Dear Dimitar and the List,
discussion of tonal-harmonic functions is important. It is not a well-studied area, despite the fact that for centuries great theorists have been working in it. It is true that it makes sense to analyze tonal function of the dominant without having the leading tone in front of us, e.g., in the case of v. In general, voice leading is the effect, harmony is the cause. Often, voice leading does not follow the schoolbook rules but the flow of harmony saves the progression. Fetis suggests that the two chords have tonal harmonic functions independently of modifications and of the context of other chords. There is natural relationship of attraction; tonic represents rest and completion: dominant seventh--motion and attraction.

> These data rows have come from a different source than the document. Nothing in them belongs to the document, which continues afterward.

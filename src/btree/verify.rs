//! Structural checks over single pages and whole trees.

use std::cmp::Ordering;
use std::collections::HashSet;

use serde::Serialize;

use super::cell;
use super::page::{compare_keys, Page};
use super::tree::BTree;
use crate::types::page::{CELL_HDR_LEN, PAGE_SIZE};
use crate::types::{PageId, PagetreeError, Result};

const MAX_FINDINGS: usize = 32;

/// Indicates the severity level of a verification finding.
#[derive(Clone, Copy, Debug, PartialEq, Eq, Serialize)]
#[serde(rename_all = "snake_case")]
pub enum VerifySeverity {
    /// Suspicious but legal state, such as an unreachable page.
    Warning,
    /// Broken invariant.
    Error,
}

/// A single issue discovered during verification.
#[derive(Clone, Debug, Serialize)]
pub struct VerifyFinding {
    /// The severity level of this finding.
    pub severity: VerifySeverity,
    /// Page the finding refers to, if any.
    pub page: Option<PageId>,
    /// Human-readable description of the issue.
    pub message: String,
}

/// Totals gathered while walking the tree.
#[derive(Clone, Debug, Default, PartialEq, Eq, Serialize)]
pub struct VerifyCounts {
    /// Pages reached from the root.
    pub pages: u64,
    /// Leaf pages reached from the root.
    pub leaf_pages: u64,
    /// Internal pages reached from the root.
    pub internal_pages: u64,
    /// Key/value pairs held by leaves.
    pub entries: u64,
    /// Free-list nodes across all pages.
    pub tombstones: u64,
    /// Reclaimable bytes across all pages.
    pub tombstone_bytes: u64,
}

/// Complete report of a verification pass.
#[derive(Clone, Debug, Serialize)]
pub struct VerifyReport {
    /// Whether verification found no errors.
    pub success: bool,
    /// Levels from root to leaf, when every leaf sits at the same depth.
    pub height: Option<usize>,
    /// Issues discovered, capped at a fixed number.
    pub findings: Vec<VerifyFinding>,
    /// Whether findings were dropped after the cap was hit.
    pub truncated: bool,
    /// Statistics about the pages examined.
    pub counts: VerifyCounts,
}

impl VerifyReport {
    /// True when there are no findings at all, warnings included.
    pub fn is_clean(&self) -> bool {
        self.findings.is_empty() && !self.truncated
    }
}

/// Every page-local invariant violated by `page`.
///
/// Covers the free-space invariant, cell extents, slot sort order and the
/// free list's bookkeeping. Child references are left to the tree walk.
pub fn page_findings(page: &Page) -> Vec<String> {
    let mut out = Vec::new();
    let cell_offset = page.cell_offset();
    let slot_end = page.slot_end();
    if cell_offset > PAGE_SIZE {
        out.push(format!("cell_offset {cell_offset} past end of page"));
        return out;
    }
    if cell_offset < slot_end {
        out.push(format!(
            "cell_offset {cell_offset} below slot array end {slot_end}"
        ));
        return out;
    }

    let buf = page.as_bytes();
    let mut extents = Vec::with_capacity(page.size());
    for idx in 0..page.size() {
        let offset = page.slot(idx);
        if offset < cell_offset || offset + CELL_HDR_LEN > PAGE_SIZE {
            out.push(format!("slot {idx} points outside payload area ({offset})"));
            continue;
        }
        let (key_size, value_size, total) = cell::lengths_at(buf, offset);
        let footprint = cell::footprint_at(buf, offset);
        if offset + footprint > PAGE_SIZE {
            out.push(format!("slot {idx} cell runs past end of page"));
            continue;
        }
        let expected_total = if page.is_leaf() {
            key_size + value_size
        } else {
            key_size
        };
        if expected_total != total {
            out.push(format!(
                "slot {idx} total_size {total} disagrees with its key/value sizes"
            ));
            continue;
        }
        extents.push((offset, offset + footprint));
    }
    let decodable = extents.len() == page.size();

    if decodable {
        for idx in 1..page.size() {
            if compare_keys(page.key_at(idx - 1), page.key_at(idx)) != Ordering::Less {
                out.push(format!("slots {} and {idx} out of order", idx - 1));
            }
        }
    }

    match page.tombstones() {
        Ok(list) => {
            let mut sum = 0usize;
            for (offset, tombstone) in list {
                let size = tombstone.size as usize;
                if offset < cell_offset || offset + size > PAGE_SIZE || size < CELL_HDR_LEN {
                    out.push(format!("tombstone at {offset} has a bad extent ({size} bytes)"));
                    continue;
                }
                sum += size;
                extents.push((offset, offset + size));
            }
            if sum != page.tombstone_bytes() {
                out.push(format!(
                    "free list holds {sum} bytes but header says {}",
                    page.tombstone_bytes()
                ));
            }
        }
        Err(err) => out.push(err.to_string()),
    }

    extents.sort_unstable();
    for pair in extents.windows(2) {
        if pair[1].0 < pair[0].1 {
            out.push(format!(
                "payload extents {}..{} and {}..{} overlap",
                pair[0].0, pair[0].1, pair[1].0, pair[1].1
            ));
        }
    }
    out
}

/// Fails with `Corruption` when [`page_findings`] reports anything.
pub fn check_page(page: &Page) -> Result<()> {
    let findings = page_findings(page);
    if findings.is_empty() {
        return Ok(());
    }
    tracing::warn!(
        target: "pagetree::verify",
        findings = ?findings,
        "page failed verification"
    );
    Err(PagetreeError::Corruption("page failed structural verification"))
}

struct Visit {
    id: PageId,
    parent: Option<PageId>,
    lower: Option<Vec<u8>>,
    upper: Option<Vec<u8>>,
    depth: usize,
}

struct Collector {
    findings: Vec<VerifyFinding>,
    truncated: bool,
}

impl Collector {
    fn push(&mut self, severity: VerifySeverity, page: Option<PageId>, message: impl Into<String>) {
        if self.findings.len() >= MAX_FINDINGS {
            self.truncated = true;
            return;
        }
        self.findings.push(VerifyFinding {
            severity,
            page,
            message: message.into(),
        });
    }

    fn error(&mut self, page: PageId, message: impl Into<String>) {
        self.push(VerifySeverity::Error, Some(page), message);
    }
}

impl BTree {
    /// Walks every page reachable from the root and checks the structural
    /// invariants: page-local layout, key order, separator bounds, parent
    /// links, uniform leaf depth and the entry count.
    pub fn verify(&self) -> Result<VerifyReport> {
        let mut sink = Collector {
            findings: Vec::new(),
            truncated: false,
        };
        let mut counts = VerifyCounts::default();
        let mut leaf_depth: Option<usize> = None;
        let mut balanced = true;
        let mut seen = HashSet::new();
        let mut pending = vec![Visit {
            id: self.root,
            parent: None,
            lower: None,
            upper: None,
            depth: 1,
        }];

        while let Some(visit) = pending.pop() {
            let id = visit.id;
            if !seen.insert(id) {
                sink.error(id, "page reachable through more than one path");
                continue;
            }
            let page = match self.arena.get(id) {
                Ok(page) => page,
                Err(err) => {
                    sink.error(id, err.to_string());
                    continue;
                }
            };
            counts.pages += 1;

            if page.is_root() != (id == self.root) {
                sink.error(id, "root flag does not match tree root");
            }
            if page.parent() != visit.parent {
                sink.error(
                    id,
                    format!(
                        "parent link {:?} but reached from {:?}",
                        page.parent(),
                        visit.parent
                    ),
                );
            }
            let local = page_findings(page);
            let decodable = local.is_empty();
            for message in local {
                sink.error(id, message);
            }
            if let Ok(list) = page.tombstones() {
                counts.tombstones += list.len() as u64;
            }
            counts.tombstone_bytes += page.tombstone_bytes() as u64;
            if !decodable {
                continue;
            }

            for idx in 0..page.size() {
                let key = page.key_at(idx);
                if let Some(lower) = &visit.lower {
                    if compare_keys(key, lower) == Ordering::Less {
                        sink.error(id, format!("slot {idx} key below subtree lower bound"));
                    }
                }
                if let Some(upper) = &visit.upper {
                    if compare_keys(key, upper) != Ordering::Less {
                        sink.error(id, format!("slot {idx} key at or above subtree upper bound"));
                    }
                }
            }

            if page.is_leaf() {
                counts.leaf_pages += 1;
                counts.entries += page.size() as u64;
                match leaf_depth {
                    None => leaf_depth = Some(visit.depth),
                    Some(depth) if depth != visit.depth => {
                        balanced = false;
                        sink.error(
                            id,
                            format!("leaf at depth {} but others at {depth}", visit.depth),
                        );
                    }
                    Some(_) => {}
                }
                continue;
            }

            counts.internal_pages += 1;
            if page.size() == 0 {
                sink.error(id, "internal page has no separators");
            }
            let children = match page.children() {
                Ok(children) => children,
                Err(err) => {
                    sink.error(id, err.to_string());
                    continue;
                }
            };
            let size = page.size();
            // Pushed in reverse so the leftmost subtree is visited first.
            for (idx, child) in children.into_iter().enumerate().rev() {
                let lower = if idx == 0 {
                    visit.lower.clone()
                } else {
                    Some(page.key_at(idx - 1).to_vec())
                };
                let upper = if idx == size {
                    visit.upper.clone()
                } else {
                    Some(page.key_at(idx).to_vec())
                };
                pending.push(Visit {
                    id: child,
                    parent: Some(id),
                    lower,
                    upper,
                    depth: visit.depth + 1,
                });
            }
        }

        if counts.entries != self.len as u64 {
            sink.push(
                VerifySeverity::Error,
                None,
                format!(
                    "leaves hold {} entries but the tree counts {}",
                    counts.entries, self.len
                ),
            );
        }
        let live = self.arena.live_pages() as u64;
        if live > counts.pages {
            sink.push(
                VerifySeverity::Warning,
                None,
                format!("{} live pages are unreachable from the root", live - counts.pages),
            );
        }

        let success = !sink
            .findings
            .iter()
            .any(|f| f.severity == VerifySeverity::Error)
            && !sink.truncated;
        Ok(VerifyReport {
            success,
            height: if balanced { leaf_depth } else { None },
            findings: sink.findings,
            truncated: sink.truncated,
            counts,
        })
    }
}
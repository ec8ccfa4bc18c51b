//! In-memory B-tree index storing variable-length byte keys and values in
//! fixed-size slotted pages.
//!
//! ```
//! use pagetree::BTree;
//!
//! let mut tree = BTree::new()?;
//! tree.insert(b"alpha", b"1")?;
//! assert_eq!(tree.get(b"alpha")?, Some(&b"1"[..]));
//! assert!(tree.delete(b"alpha")?);
//! assert_eq!(tree.search(b"alpha")?, None);
//! # Ok::<(), pagetree::PagetreeError>(())
//! ```

#![forbid(unsafe_code)]
#![warn(missing_docs)]

pub mod btree;
pub mod types;

pub use btree::{BTree, BTreeOptions, SlotRef, VerifyReport};
pub use types::{PageId, PagetreeError, Result};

Example 1. Bach, Brandenburg Concerto no 6, slow movement, a theme:  Bb4-C5-D4-Eb4 etc.  In this phrase, the nucleus of a theme of a fugue, the scale steps are 5-6-7-1, with a leap down from C5 to D4. The only way Schenkerian dogma of Urlinie can connect these to notes is by interpreting them as "a chordal skip." However, the C5 is harmonized with Subdominant and D4--with the Dominant. There is no chordal skip here. It is truly a broken melody. Moreover, it does not fit into a clichee of descending fifth progression and tonic is approached not from above (scst2) but from below. I do not believe that 2-1 is "the most general case." Most trivial--probably. The most beautiful and musical soprano for D-T resolution is leading tone to tonic. So, what unites this ultimately broken and disorganized melodic line (voice leading nearing a disaster) is the smooth and logical progression of tonal functions T-S-D-Tp, which moves firmly as an oceanic wave and
 supports random notes of the melody.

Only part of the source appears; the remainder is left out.